Basic income could prevent the coronavirus pandemic causing an economic collapse
If ever there was a time to trial basic income in Wales and the UK, this is it.
Covid 19 [aka SARS – Cov 2] similar to SARS is very potent, easily transmitted and as the south-east Asian countries have shown requires dramatic intervention to reduce infection levels.
Currently, UK policy for the population is to self-isolate as much as possible. We must reduce our social contact which means fewer cafe, restaurant, theatre and cinema visits and a considerable number of people will have to work from home.
If social distancing becomes government policy and all schools, universities and many workplaces close after a period of time citizens will run out of money. The average financial buffer the UK population has is less than two weeks’ worth of money per household.
Take for example the 3.3m people in the construction industry, 40% of them self-employed, who are all reliant on cash. If the government forces construction sites to close, businesses will go into administration within weeks and shed thousands and thousands of jobs.
Wales, where 99.9% of companies are small or medium-sized enterprises, is in particular danger. Many will be unable to continue to pay wages if the worst happens.
So what to do?
Well, a basic income of £500 a month for one year for 5 million people would be £30B which is 1.5% of UK GDP. A good deal of it would be spent and recycled back into the economy and the taxes recouped via VAT, national insurance and income taxes via the products and services it’s spent on. The majority of people will pay priority bills and food shopping.
But isn’t £30B too expensive for an economy in such poor shape?
Well, compared to the bank rescue package totalling some £500 billion announced by the British government on 8 October 2008, as a response to the global financial crisis. Few questioned that initiative and it certainly stabilised the liquidity of the financial markets.
So in comparison to £500bn, £30bn to help five million of the population looks affordable.
But what if we wanted to apply a basic income to the entire population of working age?
The UK working-age population is 42 million. A basic income for all at £500 a month for a year would be £252 Billion or about 13% of UK GDP.
Again, a lot of that goes straight back into the economy and a proportion goes back into the public purse. At that UK government debt rises to about 92% of GDP, which is still a lot lower than the historical peaks in the 1810s and 1918, 1945. See the graph below.

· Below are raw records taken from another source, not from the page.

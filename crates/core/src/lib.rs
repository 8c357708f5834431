//! Brickyard Core - Shared types library.
//!
//! This crate provides common types used across all Brickyard components:
//! - `client` - HTTP client, session and synchronized favorites/cart stores
//! - `cli` - Command-line front end for the storefront API
//!
//! # Architecture
//!
//! The core crate contains only types - no I/O, no HTTP clients. This keeps it
//! lightweight and allows it to be used anywhere.
//!
//! # Modules
//!
//! - [`types`] - Newtype wrappers for type-safe IDs, prices and emails

#![cfg_attr(not(test), forbid(unsafe_code))]

pub mod types;

pub use types::*;
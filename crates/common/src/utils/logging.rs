use std::io;
use tracing_subscriber::{fmt, EnvFilter};

/// Initialize tracing subscriber with sensible defaults and stdout writer.
/// - Respects `RUST_LOG` if set
/// - Falls back to `info,tower_http=info,axum=info`
pub fn init_logging_default() {
    let env_filter = EnvFilter::try_from_default_env()
        .unwrap_or_else(|_| EnvFilter::new("info,tower_http=info,axum=info"));
    let _ = fmt()
        .with_env_filter(env_filter)
        .with_target(false)
        .compact()
        .with_writer(io::stdout)
        .try_init();
}

/// Initialize tracing subscriber with JSON structured output.
/// Defaults to `info` with service-level contact events at `debug`;
/// override with e.g. `RUST_LOG=info,service::contact=trace`.
pub fn init_logging_json() {
    let env_filter = EnvFilter::try_from_default_env()
        .unwrap_or_else(|_| EnvFilter::new("info,service::contact=debug"));
    let _ = fmt()
        .with_env_filter(env_filter)
        .with_target(false)
        .json()
        .with_writer(io::stdout)
        .try_init();
}

/// Pick the formatter from `LOG_FORMAT` (`json` or anything else for compact).
pub fn init_logging_from_env() {
    match std::env::var("LOG_FORMAT").as_deref() {
        Ok("json") => init_logging_json(),
        _ => init_logging_default(),
    }
}
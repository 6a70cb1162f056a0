//! Contact module: three-layer architecture (domain, repository, service).
//!
//! The service validates input and coordinates the repository with the
//! file store that holds uploaded images.

pub mod domain;
pub mod repository;
pub mod service;
pub mod repo;

pub use service::ContactService;
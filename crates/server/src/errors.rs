use axum::http::StatusCode;
use axum::response::{IntoResponse, Response};
use axum::Json;
use service::errors::ServiceError;
use thiserror::Error;
use tracing::{debug, error};

/// JSON error body: `{"error": <title>, "message": <detail>}`.
#[derive(Debug)]
pub struct JsonApiError {
    pub status: StatusCode,
    pub error: &'static str,
    pub message: Option<String>,
}

impl JsonApiError {
    pub fn new(status: StatusCode, error: &'static str, message: Option<String>) -> Self {
        Self { status, error, message }
    }

    /// Map a service outcome to a response. `not_found` is the status used for
    /// a missing contact, which differs between reads and mutations.
    pub fn from_service(e: ServiceError, not_found: StatusCode) -> Self {
        if e.is_client_error() {
            debug!(error = %e, "request rejected");
        }
        match e {
            ServiceError::Validation(msg) => Self::new(StatusCode::BAD_REQUEST, "Validation Error", Some(msg)),
            ServiceError::InvalidId(msg) => Self::new(StatusCode::BAD_REQUEST, "Invalid Id", Some(msg)),
            ServiceError::NotFound(msg) => Self::new(not_found, "Not Found", Some(msg)),
            ServiceError::Conflict(msg) => Self::new(StatusCode::CONFLICT, "Conflict", Some(msg)),
            ServiceError::Storage(msg) => {
                error!(err = %msg, "storage failure");
                Self::new(StatusCode::INTERNAL_SERVER_ERROR, "Storage Failure", Some("internal storage error".into()))
            }
        }
    }
}

impl IntoResponse for JsonApiError {
    fn into_response(self) -> Response {
        let body = serde_json::json!({"error": self.error, "message": self.message});
        (self.status, Json(body)).into_response()
    }
}

#[derive(Debug, Error)]
pub enum StartupError {
    #[error("invalid configuration: {0}")]
    InvalidConfig(String),
    #[error("runtime check failed: {0}")]
    Runtime(String),
    #[error(transparent)]
    Any(#[from] anyhow::Error),
}
//! Migrator registering the contacts schema.
pub use sea_orm_migration::prelude::*;

mod m20240101_000001_create_contact;

pub struct Migrator;

#[async_trait::async_trait]
impl MigratorTrait for Migrator {
    fn migrations() -> Vec<Box<dyn MigrationTrait>> {
        vec![Box::new(m20240101_000001_create_contact::Migration)]
    }
}
use sea_orm::DatabaseConnection;

use models::contact;

use crate::contact::domain::{Contact, ContactRecord};
use crate::contact::repository::ContactRepository;
use crate::errors::ServiceError;

/// SeaORM-backed repository implementation.
pub struct SeaOrmContactRepository {
    pub db: DatabaseConnection,
}

impl SeaOrmContactRepository {
    pub fn new(db: DatabaseConnection) -> Self { Self { db } }
}

#[async_trait::async_trait]
impl ContactRepository for SeaOrmContactRepository {
    async fn find_all(&self) -> Result<Vec<Contact>, ServiceError> {
        let rows = contact::list(&self.db).await?;
        Ok(rows.into_iter().map(Contact::from).collect())
    }

    async fn find_by_id(&self, id: i32) -> Result<Option<Contact>, ServiceError> {
        Ok(contact::find(&self.db, id).await?.map(Contact::from))
    }

    async fn insert(&self, record: ContactRecord) -> Result<Contact, ServiceError> {
        let created = contact::create(&self.db, &record.columns()).await?;
        Ok(created.into())
    }

    async fn replace(&self, id: i32, expected_filename: Option<&str>, record: ContactRecord) -> Result<Contact, ServiceError> {
        contact::replace(&self.db, id, expected_filename, &record.columns())
            .await?
            .map(Contact::from)
            .ok_or_else(|| ServiceError::not_found(&format!("contact {}", id)))
    }

    async fn remove(&self, id: i32) -> Result<(), ServiceError> {
        if contact::delete(&self.db, id).await? {
            Ok(())
        } else {
            Err(ServiceError::not_found(&format!("contact {}", id)))
        }
    }
}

So what do the figures look like on a Welsh basis? Wales has 1.9 million people of working age so applying that same £500 per month would cost £950 Million per month.
Currently, the Welsh government does not have the borrowing powers to apply such a large initiative and would have to rely on the UK government to finance it. It is possible that local authorities in Wales can borrow money but to what level and for how long is debatable.
Currently, in Europe, Ireland appears to be the only country that is taking fast action on supporting workers in the economy. They have already announced that they will pay £185 per week for six weeks to every employed, self-employed or unemployed person of working age in Ireland. Implementation is already in place and ready to go.
How would we implement this in the UK and get the money into the hands of those that need it?
To implement such a scheme in the UK would require the government to verify each person’s national insurance number and allocate a bank account to pay the amount into.
If a bank account isn’t available then cash can be paid directly via post office mechanism.
Most families in the UK already receive a child benefit amount via direct debit each month so the government could increase the child benefit paid to include a basic income for that cohort of people immediately and pay weekly.
So to summarise: a basic income scheme will be necessary as work dries up and companies can no longer afford to pay their staff. Government at the state level have the resources and precedent for such a large fiscal intervention as it has had to do when we were at war with the rest of Europe three times.
Increasing debt to GDP by 13% for a relatively short time is fiscally peanuts in comparison to the total collapse of our real-world economy because of a global pandemic that requires immediate and very rapid action.
And with modern banking technology, it can be implemented rapidly.